A Indústria Cultural como (Re)Produtora de Modos de Vida

Egon Bianchini Calderari¹

Luciana Lima²

Este breve ensaio propõe uma discussão sobre a indústria cultural como (re)produtora de modos de vida na sociedade hodierna e como este se configura na hegemonia da consciência, isto é, na maneira de pensar e na socialização dos indivíduos no interior da  sociedade capitalista, retirando destes qualquer possibilidade de crítica e reflexão, logo de transformação.

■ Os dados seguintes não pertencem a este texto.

//! Password verification against htpasswd hash encodings
//!
//! Stored hashes carry no explicit algorithm tag. The scheme is picked from
//! the length of the stored string alone:
//!
//! | length | scheme |
//! |--------|--------|
//! | 60     | bcrypt (`$2a$`, `$2b$`, `$2y$`) |
//! | 37     | APR1 (`$apr1$<8-char salt>$<22-char digest>`) |
//! | 33     | `{SHA}` + base64(SHA-1) |
//!
//! Anything else never verifies.

use base64::Engine;
use md5::{Digest, Md5};
use sha1::Sha1;

pub const BCRYPT_LENGTH: usize = 60;
pub const APR1_LENGTH: usize = 37;
pub const SHA1_LENGTH: usize = 33;

const APR1_MAGIC: &str = "$apr1$";
const APR1_MAX_SALT: usize = 8;
const SHA1_PREFIX: &str = "{SHA}";

/// crypt(3) base64 alphabet
const ITOA64: &[u8; 64] = b"./0123456789ABCDEFGHIJKLMNOPQRSTUVWXYZabcdefghijklmnopqrstuvwxyz";

/// One stored-hash encoding.
pub trait HashScheme: Send + Sync {
    fn name(&self) -> &'static str;

    /// Whether a stored hash has the shape this scheme handles.
    fn recognizes(&self, stored_hash: &str) -> bool;

    /// Check a candidate password. Malformed hashes yield `false`.
    fn verify(&self, stored_hash: &str, candidate: &str) -> bool;
}

/// bcrypt, delegated to the `bcrypt` crate.
pub struct Bcrypt;

impl HashScheme for Bcrypt {
    fn name(&self) -> &'static str {
        "bcrypt"
    }

    fn recognizes(&self, stored_hash: &str) -> bool {
        stored_hash.len() == BCRYPT_LENGTH
    }

    fn verify(&self, stored_hash: &str, candidate: &str) -> bool {
        match bcrypt::verify(candidate, stored_hash) {
            Ok(matched) => matched,
            Err(e) => {
                tracing::debug!(error = %e, "malformed bcrypt hash");
                false
            }
        }
    }
}

/// Apache APR1 salted MD5 crypt.
pub struct Apr1;

impl HashScheme for Apr1 {
    fn name(&self) -> &'static str {
        "apr1"
    }

    fn recognizes(&self, stored_hash: &str) -> bool {
        stored_hash.len() == APR1_LENGTH
    }

    fn verify(&self, stored_hash: &str, candidate: &str) -> bool {
        let Some(rest) = stored_hash.strip_prefix(APR1_MAGIC) else {
            return false;
        };
        let salt = rest.split('$').next().unwrap_or_default();
        apr1_hash(candidate, salt) == stored_hash
    }
}

/// Legacy `{SHA}` digest. Compared with plain string equality.
pub struct Sha1Digest;

impl HashScheme for Sha1Digest {
    fn name(&self) -> &'static str {
        "sha1"
    }

    fn recognizes(&self, stored_hash: &str) -> bool {
        stored_hash.len() == SHA1_LENGTH
    }

    fn verify(&self, stored_hash: &str, candidate: &str) -> bool {
        sha1_hash(candidate) == stored_hash
    }
}

/// Tries each scheme in order; the first one that recognizes the hash decides.
pub struct PasswordVerifier {
    schemes: Vec<Box<dyn HashScheme>>,
}

impl Default for PasswordVerifier {
    fn default() -> Self {
        Self::new(vec![Box::new(Bcrypt), Box::new(Apr1), Box::new(Sha1Digest)])
    }
}

impl PasswordVerifier {
    pub fn new(schemes: Vec<Box<dyn HashScheme>>) -> Self {
        Self { schemes }
    }

    /// The scheme that would handle `stored_hash`, if any.
    pub fn scheme_for(&self, stored_hash: &str) -> Option<&dyn HashScheme> {
        self.schemes
            .iter()
            .find(|s| s.recognizes(stored_hash))
            .map(|s| s.as_ref())
    }

    pub fn verify(&self, stored_hash: &str, candidate: &str) -> bool {
        match self.scheme_for(stored_hash) {
            Some(scheme) => {
                tracing::trace!(scheme = scheme.name(), "verifying password");
                scheme.verify(stored_hash, candidate)
            }
            None => {
                tracing::debug!(length = stored_hash.len(), "unsupported hash length");
                false
            }
        }
    }
}

/// `{SHA}` + standard base64 of the SHA-1 digest.
pub fn sha1_hash(password: &str) -> String {
    let digest = Sha1::digest(password.as_bytes());
    format!(
        "{}{}",
        SHA1_PREFIX,
        base64::engine::general_purpose::STANDARD.encode(digest)
    )
}

/// APR1 crypt of `password` with `salt` (truncated to 8 characters).
pub fn apr1_hash(password: &str, salt: &str) -> String {
    let pw = password.as_bytes();
    let salt = &salt.as_bytes()[..salt.len().min(APR1_MAX_SALT)];

    let mut ctx = Md5::new();
    ctx.update(pw);
    ctx.update(APR1_MAGIC.as_bytes());
    ctx.update(salt);

    let mut alt = Md5::new();
    alt.update(pw);
    alt.update(salt);
    alt.update(pw);
    let alt = alt.finalize();

    let mut remaining = pw.len();
    while remaining > 0 {
        let n = remaining.min(16);
        ctx.update(&alt[..n]);
        remaining -= n;
    }

    let mut i = pw.len();
    while i > 0 {
        if i & 1 != 0 {
            ctx.update([0u8]);
        } else {
            ctx.update(&pw[..1]);
        }
        i >>= 1;
    }

    let mut digest = ctx.finalize();

    for round in 0..1000 {
        let mut ctx = Md5::new();
        if round & 1 != 0 {
            ctx.update(pw);
        } else {
            ctx.update(&digest);
        }
        if round % 3 != 0 {
            ctx.update(salt);
        }
        if round % 7 != 0 {
            ctx.update(pw);
        }
        if round & 1 != 0 {
            ctx.update(&digest);
        } else {
            ctx.update(pw);
        }
        digest = ctx.finalize();
    }

    let mut out = String::with_capacity(APR1_LENGTH);
    out.push_str(APR1_MAGIC);
    out.push_str(&String::from_utf8_lossy(salt));
    out.push('$');

    for (a, b, c) in [(0, 6, 12), (1, 7, 13), (2, 8, 14), (3, 9, 15), (4, 10, 5)] {
        let v =
            (u32::from(digest[a]) << 16) | (u32::from(digest[b]) << 8) | u32::from(digest[c]);
        push_crypt64(&mut out, v, 4);
    }
    push_crypt64(&mut out, u32::from(digest[11]), 2);

    out
}

fn push_crypt64(out: &mut String, mut v: u32, n: usize) {
    for _ in 0..n {
        out.push(ITOA64[(v & 0x3f) as usize] as char);
        v >>= 6;
    }
}
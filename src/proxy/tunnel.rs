//! CONNECT tunnelling
//!
//! Once a CONNECT request is authorized the client connection is upgraded
//! and spliced byte-for-byte to the upstream TCP connection. Nothing inside
//! the tunnel is inspected.

use hyper::upgrade::Upgraded;
use hyper_util::rt::TokioIo;
use tokio::net::TcpStream;

use crate::error::{Error, Result};

/// Relays an upgraded client connection to `host:port`.
#[derive(Debug, Clone, Default)]
pub struct TunnelHandler {
    log_requests: bool,
}

impl TunnelHandler {
    pub fn new() -> Self {
        Self::default()
    }

    pub fn with_request_logging(mut self, enabled: bool) -> Self {
        self.log_requests = enabled;
        self
    }

    /// Open the upstream connection. Done before answering the CONNECT so
    /// an unreachable target surfaces as a 502 instead of a dead tunnel.
    pub async fn connect(&self, host: &str, port: u16) -> Result<TcpStream> {
        let addr = format!("{}:{}", host, port);
        TcpStream::connect(&addr)
            .await
            .map_err(|e| Error::proxy(format!("Failed to connect to {}: {}", addr, e)))
    }

    /// Copy bytes in both directions until either side closes.
    pub async fn run(&self, upgraded: Upgraded, mut upstream: TcpStream, host: &str) -> Result<()> {
        let mut client = TokioIo::new(upgraded);

        let (from_client, from_upstream) =
            tokio::io::copy_bidirectional(&mut client, &mut upstream).await?;

        if self.log_requests {
            tracing::info!(
                host = %host,
                sent = from_client,
                received = from_upstream,
                "tunnel closed"
            );
        }
        Ok(())
    }
}
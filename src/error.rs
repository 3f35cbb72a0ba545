//! Error types for avalanche

use std::io;

/// Main error type for the proxy
#[derive(Debug, thiserror::Error)]
pub enum Error {
    #[error("IO error: {0}")]
    Io(#[from] io::Error),

    #[error("Configuration error: {0}")]
    Config(String),

    #[error("TLS error: {0}")]
    Tls(String),

    #[error("Proxy error: {0}")]
    Proxy(String),
}

impl Error {
    pub fn config(msg: impl Into<String>) -> Self {
        Error::Config(msg.into())
    }

    pub fn tls(msg: impl Into<String>) -> Self {
        Error::Tls(msg.into())
    }

    pub fn proxy(msg: impl Into<String>) -> Self {
        Error::Proxy(msg.into())
    }
}

pub type Result<T> = std::result::Result<T, Error>;
#![no_main]

use avalanche::PasswordVerifier;
use libfuzzer_sys::fuzz_target;

fuzz_target!(|input: (&str, &str)| {
    let (stored_hash, candidate) = input;

    // A fuzzed bcrypt cost can run for hours
    if stored_hash.len() == avalanche::auth::BCRYPT_LENGTH {
        return;
    }

    // Must never panic, whatever the stored hash looks like
    let _ = PasswordVerifier::default().verify(stored_hash, candidate);
});
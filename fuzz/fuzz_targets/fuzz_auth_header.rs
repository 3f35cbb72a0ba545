#![no_main]

use avalanche::auth::extract_credentials;
use hyper::header::HeaderValue;
use libfuzzer_sys::fuzz_target;

fuzz_target!(|data: &[u8]| {
    let Ok(value) = HeaderValue::from_bytes(data) else {
        return;
    };

    // Any accepted header yields exactly a login and a colon-free password
    if let Ok((login, password)) = extract_credentials(Some(&value)) {
        assert!(!login.contains(':'));
        assert!(!password.contains(':'));
    }
});
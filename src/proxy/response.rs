//! Shared HTTP responses for rejected and failed requests

use bytes::Bytes;
use http_body_util::{combinators::BoxBody, BodyExt, Empty, Full};
use hyper::{Response, StatusCode};

use crate::auth::AuthDecision;

pub type ProxyBody = BoxBody<Bytes, hyper::Error>;

pub fn full_body(body: impl Into<Bytes>) -> ProxyBody {
    Full::new(body.into()).map_err(|e| match e {}).boxed()
}

pub fn empty_body() -> ProxyBody {
    Empty::<Bytes>::new().map_err(|e| match e {}).boxed()
}

fn text_response(status: StatusCode, body: String) -> Response<ProxyBody> {
    let mut resp = Response::new(full_body(body));
    *resp.status_mut() = status;
    resp.headers_mut().insert(
        hyper::header::CONTENT_TYPE,
        hyper::header::HeaderValue::from_static("text/plain"),
    );
    resp
}

/// HTTP 401 carrying the generic denial reason
pub fn unauthorized_response(reason: &str) -> Response<ProxyBody> {
    text_response(StatusCode::UNAUTHORIZED, reason.to_string())
}

/// HTTP 500 with no body, so nothing about the credential store leaks
pub fn internal_error_response() -> Response<ProxyBody> {
    let mut resp = Response::new(empty_body());
    *resp.status_mut() = StatusCode::INTERNAL_SERVER_ERROR;
    resp
}

/// HTTP 502 for upstream failures
pub fn bad_gateway_response(message: &str) -> Response<ProxyBody> {
    text_response(StatusCode::BAD_GATEWAY, format!("Proxy error: {}\n", message))
}

/// Response to send for a refused decision, or `None` to continue forwarding.
pub fn decision_response(decision: &AuthDecision) -> Option<Response<ProxyBody>> {
    match decision {
        AuthDecision::Allowed => None,
        AuthDecision::Denied(denial) => Some(unauthorized_response(&denial.to_string())),
        AuthDecision::Error(_) => Some(internal_error_response()),
    }
}
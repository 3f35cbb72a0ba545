//! HTTP proxy server implementation

mod handler;
mod response;
mod server;
mod tunnel;

pub use handler::ProxyHandler;
pub use response::{decision_response, ProxyBody};
pub use server::{load_tls_acceptor, ProxyServer};
pub use tunnel::TunnelHandler;
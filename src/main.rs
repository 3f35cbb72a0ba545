//! Avalanche CLI - a forward HTTP proxy with Basic proxy authorization

use clap::{Parser, Subcommand, ValueEnum};
use rand::distr::Alphanumeric;
use rand::Rng;
use std::path::PathBuf;
use tracing_subscriber::EnvFilter;

use avalanche::auth::{apr1_hash, sha1_hash};
use avalanche::{Config, ProxyServer};

#[derive(Parser)]
#[command(name = "avalanche")]
#[command(about = "A forward HTTP proxy with htpasswd-backed proxy authorization")]
#[command(version)]
struct Cli {
    #[command(subcommand)]
    command: Commands,
}

#[derive(Subcommand)]
enum Commands {
    /// Run the proxy server
    Run {
        /// Path to YAML configuration file
        #[arg(short, long)]
        config: Option<PathBuf>,

        /// Listen address (overrides config)
        #[arg(short, long)]
        bind: Option<String>,

        /// Log level (error, warn, info, debug, trace)
        #[arg(short, long, default_value = "info")]
        log_level: String,
    },

    /// Validate a configuration file
    ValidateConfig {
        /// Path to YAML configuration file
        #[arg(short, long)]
        config: PathBuf,
    },

    /// Print a `login:hash` line for the credential file
    Hash {
        /// Hash scheme
        #[arg(short, long, value_enum, default_value_t = Scheme::Bcrypt)]
        scheme: Scheme,

        /// bcrypt cost
        #[arg(long, default_value_t = bcrypt::DEFAULT_COST)]
        cost: u32,

        login: String,

        password: String,
    },
}

#[derive(Clone, Copy, ValueEnum)]
enum Scheme {
    Bcrypt,
    Apr1,
    Sha1,
}

#[tokio::main]
async fn main() -> Result<(), Box<dyn std::error::Error>> {
    let _ = rustls::crypto::aws_lc_rs::default_provider().install_default();

    let cli = Cli::parse();

    match cli.command {
        Commands::Run {
            config,
            bind,
            log_level,
        } => {
            let filter =
                EnvFilter::try_from_default_env().unwrap_or_else(|_| EnvFilter::new(&log_level));

            tracing_subscriber::fmt()
                .with_env_filter(filter)
                .with_target(false)
                .with_writer(std::io::stderr)
                .init();

            let mut cfg = if let Some(config_path) = config {
                tracing::info!(path = %config_path.display(), "Loading configuration");
                Config::from_file(&config_path)?
            } else {
                tracing::warn!("config path is not specified, using default configuration");
                Config::default()
            };

            if let Some(addr) = bind {
                cfg.server.addr = addr;
            }

            let server = ProxyServer::new(cfg)?;

            tracing::info!("Starting proxy server...");
            tracing::info!("Configure clients with:");
            tracing::info!("  export HTTP_PROXY=http://{}", server.bind_address());
            tracing::info!("  export HTTPS_PROXY=http://{}", server.bind_address());

            let (shutdown_tx, shutdown_rx) = tokio::sync::oneshot::channel();
            tokio::spawn(async move {
                tokio::signal::ctrl_c().await.ok();
                tracing::info!("Shutting down...");
                let _ = shutdown_tx.send(());
            });

            server.run_until_shutdown(shutdown_rx).await?;
        }

        Commands::ValidateConfig { config } => {
            println!("Validating configuration: {}", config.display());

            let cfg = Config::from_file(&config)?;
            cfg.server.socket_addr()?;

            println!("Configuration is valid!");
            println!();
            println!("  Listen address: {}", cfg.server.addr);
            if cfg.ssl.enabled {
                println!(
                    "  SSL: enabled (pem: {}, key: {})",
                    cfg.ssl.pem.as_deref().unwrap_or("(not set)"),
                    cfg.ssl.key.as_deref().unwrap_or("(not set)")
                );
            } else {
                println!("  SSL: disabled");
            }
            println!("  Request logging: {}", cfg.proxy.logging);
            match cfg.proxy.authorization.enabled_passwdfile() {
                Some(path) => println!("  Authorization: enabled (passwdfile: {})", path),
                None => println!("  Authorization: disabled"),
            }
        }

        Commands::Hash {
            scheme,
            cost,
            login,
            password,
        } => {
            if login.contains(':') || password.contains(':') {
                return Err("login and password must not contain ':'".into());
            }

            let hash = match scheme {
                Scheme::Bcrypt => bcrypt::hash(&password, cost)?,
                Scheme::Apr1 => {
                    let salt: String = rand::rng()
                        .sample_iter(&Alphanumeric)
                        .take(8)
                        .map(char::from)
                        .collect();
                    apr1_hash(&password, &salt)
                }
                Scheme::Sha1 => sha1_hash(&password),
            };
            println!("{}:{}", login, hash);
        }
    }

    Ok(())
}
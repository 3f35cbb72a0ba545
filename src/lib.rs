//! Avalanche - a forward HTTP proxy with Basic proxy authorization
//!
//! Requests are forwarded as-is (plain HTTP) or tunnelled (`CONNECT`). When
//! authorization is enabled, every request must carry a
//! `Proxy-Authorization: Basic ...` header whose credentials match an entry
//! in an htpasswd-style file.
//!
//! # Features
//!
//! - **htpasswd credentials**: bcrypt, APR1 and `{SHA}` hashes, re-read on every request
//! - **Uniform denials**: unknown users and wrong passwords get the same 401
//! - **Optional TLS listener**: serve the proxy itself over HTTPS
//!
//! # Example
//!
//! ```no_run
//! use avalanche::{Config, ProxyServer};
//!
//! #[tokio::main]
//! async fn main() -> Result<(), Box<dyn std::error::Error>> {
//!     let config = Config::from_file("config.yml")?;
//!     let server = ProxyServer::new(config)?;
//!     let (_tx, rx) = tokio::sync::oneshot::channel();
//!     server.run_until_shutdown(rx).await?;
//!     Ok(())
//! }
//! ```

pub mod auth;
pub mod config;
pub mod error;
pub mod proxy;

pub use auth::{AuthDecision, AuthGate, CredentialStore, Denial, HtpasswdFile, PasswordVerifier};
pub use config::Config;
pub use error::{Error, Result};
pub use proxy::ProxyServer;
use std::collections::HashMap;
use std::sync::Mutex;

use anyhow::Result;
use async_trait::async_trait;
use chrono::{DateTime, Duration, Utc};
use tokio::sync::broadcast;
use uuid::Uuid;

use quiz_core::providers::{LeaderboardSource, ScoreInserted, ScoreStore};
use quiz_types::ScoreRow;

#[derive(Debug, Clone)]
struct StoredScore {
    player_id: Uuid,
    value: i32,
    played_at: DateTime<Utc>,
}

#[derive(Debug, Default)]
struct Inner {
    rows: Vec<StoredScore>,
    profiles: HashMap<Uuid, String>,
}

/// In-memory score store: append-only rows plus a profile registry supplying
/// display names at fetch time. Every insert broadcasts a new-event
/// notification.
pub struct MemoryScoreStore {
    inner: Mutex<Inner>,
    events: broadcast::Sender<ScoreInserted>,
}

impl MemoryScoreStore {
    pub fn new() -> Self {
        let (events, _) = broadcast::channel(64);
        Self {
            inner: Mutex::new(Inner::default()),
            events,
        }
    }

    /// Associate a display name with a player. Rows for unregistered players
    /// surface no name and fall back to the aggregator's default label.
    pub fn register_profile(&self, player_id: Uuid, display_name: &str) {
        let mut inner = self.inner.lock().expect("store lock poisoned");
        inner.profiles.insert(player_id, display_name.to_string());
    }

    /// Insert a row with an explicit timestamp. Lets tests seed history
    /// outside the current leaderboard window.
    pub fn insert_row_at(&self, player_id: Uuid, value: i32, played_at: DateTime<Utc>) {
        let mut inner = self.inner.lock().expect("store lock poisoned");
        inner.rows.push(StoredScore {
            player_id,
            value: value.max(0),
            played_at,
        });
    }

    pub fn row_count(&self) -> usize {
        self.inner.lock().expect("store lock poisoned").rows.len()
    }

    fn to_score_row(inner: &Inner, stored: &StoredScore) -> ScoreRow {
        ScoreRow {
            player_id: stored.player_id,
            display_name: inner.profiles.get(&stored.player_id).cloned(),
            value: stored.value,
            played_at: Some(stored.played_at.to_rfc3339()),
        }
    }
}

impl Default for MemoryScoreStore {
    fn default() -> Self {
        Self::new()
    }
}

#[async_trait]
impl ScoreStore for MemoryScoreStore {
    async fn insert_score_event(&self, player_id: Uuid, value: i32) -> Result<()> {
        {
            let mut inner = self.inner.lock().expect("store lock poisoned");
            inner.rows.push(StoredScore {
                player_id,
                // Sanitize to a non-negative integer.
                value: value.max(0),
                played_at: Utc::now(),
            });
        }
        // No receivers is fine; nobody is watching yet.
        let _ = self.events.send(ScoreInserted);
        Ok(())
    }

    async fn personal_best(&self, player_id: Uuid) -> Result<Option<i32>> {
        let inner = self.inner.lock().expect("store lock poisoned");
        Ok(inner
            .rows
            .iter()
            .filter(|row| row.player_id == player_id)
            .map(|row| row.value)
            .max())
    }

    fn subscribe_new_events(&self) -> broadcast::Receiver<ScoreInserted> {
        self.events.subscribe()
    }
}

#[async_trait]
impl LeaderboardSource for MemoryScoreStore {
    async fn fetch_all_time(&self, limit: usize) -> Result<Vec<ScoreRow>> {
        let inner = self.inner.lock().expect("store lock poisoned");
        let mut rows: Vec<ScoreRow> = inner
            .rows
            .iter()
            .map(|stored| Self::to_score_row(&inner, stored))
            .collect();
        // Highest values first so the fetch limit keeps the interesting rows.
        rows.sort_by(|a, b| b.value.cmp(&a.value));
        rows.truncate(limit);
        Ok(rows)
    }

    async fn fetch_since(&self, days: i64, limit: usize) -> Result<Vec<ScoreRow>> {
        let since = Utc::now() - Duration::days(days);
        let inner = self.inner.lock().expect("store lock poisoned");
        let mut rows: Vec<ScoreRow> = inner
            .rows
            .iter()
            .filter(|stored| stored.played_at >= since)
            .map(|stored| Self::to_score_row(&inner, stored))
            .collect();
        rows.sort_by(|a, b| b.value.cmp(&a.value));
        rows.truncate(limit);
        Ok(rows)
    }
}
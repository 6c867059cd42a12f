use anyhow::Result;
use async_trait::async_trait;
use tokio::sync::broadcast;
use uuid::Uuid;

use quiz_types::{PlayerIdentity, ScoreRow};

/// Push notification for the score channel. Carries no payload on purpose:
/// every notification triggers a full refetch and recompute, never an
/// incremental patch.
#[derive(Debug, Clone, Copy)]
pub struct ScoreInserted;

/// Who is playing right now. Session lifecycle lives elsewhere; the engine
/// only asks at the moment it needs to persist.
pub trait IdentityProvider: Send + Sync {
    fn current_player(&self) -> Option<PlayerIdentity>;
}

/// Append-only score persistence. Inserts are fire-and-forget from the
/// engine's perspective; a failure is logged and the session still completes.
#[async_trait]
pub trait ScoreStore: Send + Sync {
    async fn insert_score_event(&self, player_id: Uuid, value: i32) -> Result<()>;

    /// The player's highest persisted value, if any.
    async fn personal_best(&self, player_id: Uuid) -> Result<Option<i32>>;

    /// Subscribe to new-event notifications. Dropping the receiver
    /// unsubscribes.
    fn subscribe_new_events(&self) -> broadcast::Receiver<ScoreInserted>;
}

/// Row supplier for the leaderboard. Rows may be raw per-play records or a
/// pre-aggregated per-player summary; both feed the same reduction.
#[async_trait]
pub trait LeaderboardSource: Send + Sync {
    async fn fetch_all_time(&self, limit: usize) -> Result<Vec<ScoreRow>>;
    async fn fetch_since(&self, days: i64, limit: usize) -> Result<Vec<ScoreRow>>;
}
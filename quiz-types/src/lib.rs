pub mod errors;
pub mod game;
pub mod score;
pub mod user;

// Re-export all types
pub use errors::*;
pub use game::*;
pub use score::*;
pub use user::*;
/// Lowercase and strip everything outside `[a-z0-9]`, so punctuation,
/// spacing, and case differences never fail a guess ("Mr. Mime" matches
/// "mr-mime").
pub fn normalize(text: &str) -> String {
    text.chars()
        .flat_map(char::to_lowercase)
        .filter(char::is_ascii_alphanumeric)
        .collect()
}

/// Whether a guess names the target. Both sides go through the same
/// normalization before comparison. A guess that normalizes to nothing is
/// always rejected, even against a target that also normalizes to nothing,
/// so submitting blank or pure-punctuation input can never score.
pub fn is_match(guess: &str, target: &str) -> bool {
    let guess = normalize(guess);
    !guess.is_empty() && guess == normalize(target)
}

#[cfg(test)]
mod tests {
    use super::*;

    #[test]
    fn normalize_lowercases_and_strips() {
        assert_eq!(normalize("Pikachu"), "pikachu");
        assert_eq!(normalize("Mr. Mime"), "mrmime");
        assert_eq!(normalize("  Porygon-Z  "), "porygonz");
        assert_eq!(normalize("Nidoran♀"), "nidoran");
    }

    #[test]
    fn match_ignores_case_and_punctuation() {
        assert!(is_match("PIKACHU", "pikachu"));
        assert!(is_match("mr mime", "mr-mime"));
        assert!(is_match("farfetch'd", "farfetchd"));
        assert!(!is_match("raichu", "pikachu"));
    }

    #[test]
    fn empty_normalized_guess_never_matches() {
        assert!(!is_match("", "pikachu"));
        assert!(!is_match("!!!", "pikachu"));
        // Even a target with no normalizable characters stays unmatchable.
        assert!(!is_match("!!!", "???"));
        assert!(!is_match("", ""));
    }
}
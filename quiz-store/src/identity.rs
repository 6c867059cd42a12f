use uuid::Uuid;

use quiz_core::providers::IdentityProvider;
use quiz_types::PlayerIdentity;

/// Fixed identity provider: either a signed-in player or nobody. Session
/// lifecycle is out of scope, so the answer never changes after construction.
pub struct StaticIdentity(Option<PlayerIdentity>);

impl StaticIdentity {
    pub fn signed_in(id: Uuid, display_name: &str) -> Self {
        Self(Some(PlayerIdentity {
            id,
            display_name: display_name.to_string(),
        }))
    }

    pub fn signed_out() -> Self {
        Self(None)
    }
}

impl IdentityProvider for StaticIdentity {
    fn current_player(&self) -> Option<PlayerIdentity> {
        self.0.clone()
    }
}
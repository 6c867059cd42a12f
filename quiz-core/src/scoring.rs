use std::time::Duration;

/// Maximum award for a correct answer submitted with a full timer.
pub const MAX_POINTS_PER_ROUND: i32 = 1000;

/// Convert a guess outcome and the time left on the clock into points.
/// Incorrect guesses earn nothing; correct guesses earn a share of
/// `max_points` proportional to the remaining time. Pure and deterministic.
/// The caller reads the timer at the instant of submission.
pub fn award(correct: bool, remaining: Duration, duration: Duration, max_points: i32) -> i32 {
    if !correct || duration.is_zero() {
        return 0;
    }
    let fraction = (remaining.as_millis() as f64 / duration.as_millis() as f64).clamp(0.0, 1.0);
    (fraction * f64::from(max_points)).round() as i32
}

#[cfg(test)]
mod tests {
    use super::*;

    const DURATION: Duration = Duration::from_millis(10_000);

    #[test]
    fn incorrect_always_scores_zero() {
        assert_eq!(award(false, DURATION, DURATION, MAX_POINTS_PER_ROUND), 0);
        assert_eq!(award(false, Duration::ZERO, DURATION, MAX_POINTS_PER_ROUND), 0);
    }

    #[test]
    fn full_timer_scores_maximum() {
        assert_eq!(award(true, DURATION, DURATION, MAX_POINTS_PER_ROUND), 1000);
    }

    #[test]
    fn empty_timer_scores_zero() {
        assert_eq!(award(true, Duration::ZERO, DURATION, MAX_POINTS_PER_ROUND), 0);
    }

    #[test]
    fn award_is_proportional_and_rounded() {
        assert_eq!(
            award(true, Duration::from_millis(9_800), DURATION, MAX_POINTS_PER_ROUND),
            980
        );
        assert_eq!(
            award(true, Duration::from_millis(5_025), DURATION, MAX_POINTS_PER_ROUND),
            503
        );
    }

    #[test]
    fn remaining_above_duration_is_clamped() {
        assert_eq!(
            award(true, Duration::from_millis(20_000), DURATION, MAX_POINTS_PER_ROUND),
            1000
        );
    }

    #[test]
    fn zero_duration_scores_zero() {
        assert_eq!(award(true, Duration::ZERO, Duration::ZERO, MAX_POINTS_PER_ROUND), 0);
    }
}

Para Weber (2013[i]), a conduta dos indivíduos na modernidade foi muito influenciada pelas reformas religiosas realizadas no ocidente. Para o sociólogo, a Reforma Protestante sobrepôs os valores socialmente aceitos que caracterizam a dignidade do viver à afirmação da vida cotidiana, em contraposição as concepções tradicionais que associavam a conduta ética a um plano superior externo ao sujeito. Weber (2013) denomina este fenômeno de transição valorativo como o “desencantamento do mundo”, no qual o processo de racionalização da sociedade ocidental levou ao abandono de uma orientação metafísica por parte dos indivíduos em direção à adoção de uma conduta racionalista da vida cotidiana, que se adaptou muito bem aos pressupostos do sistema capitalista. Este fenômeno, típico da modernidade, levou à racionalização da vida, que passou a ser orientada predominantemente pela racionalidade instrumental. O homem padrão moderno, de conduta admirável, passa a ser aquele capaz de orientar suas ações em busca da adequação dos meios disponíveis aos fins desejados.

Segundo Taylor (1997[ii]), o agir hodierno é condicionado a uma configuração hierárquica moral, que se restringe a um apanhado de distinções qualitativas capazes de provocar sensações e estabelecer padrões sobre o que é desejável e o que não é. Para o autor, é a partir de três eixos que o pensamento moral moderno pode ser pensado: o primeiro é o sentido de respeito e de obrigação perante os outros, que reside no reconhecimento da autonomia individual; o segundo é a compreensão do que pode ser entendido como uma vida plena, edificada no enaltecimento do cotidiano, a partir da valoração do trabalho e; o terceiro é a noção de dignidade, representada no merecimento ou não do respeito pelas pessoas que nos circundam. 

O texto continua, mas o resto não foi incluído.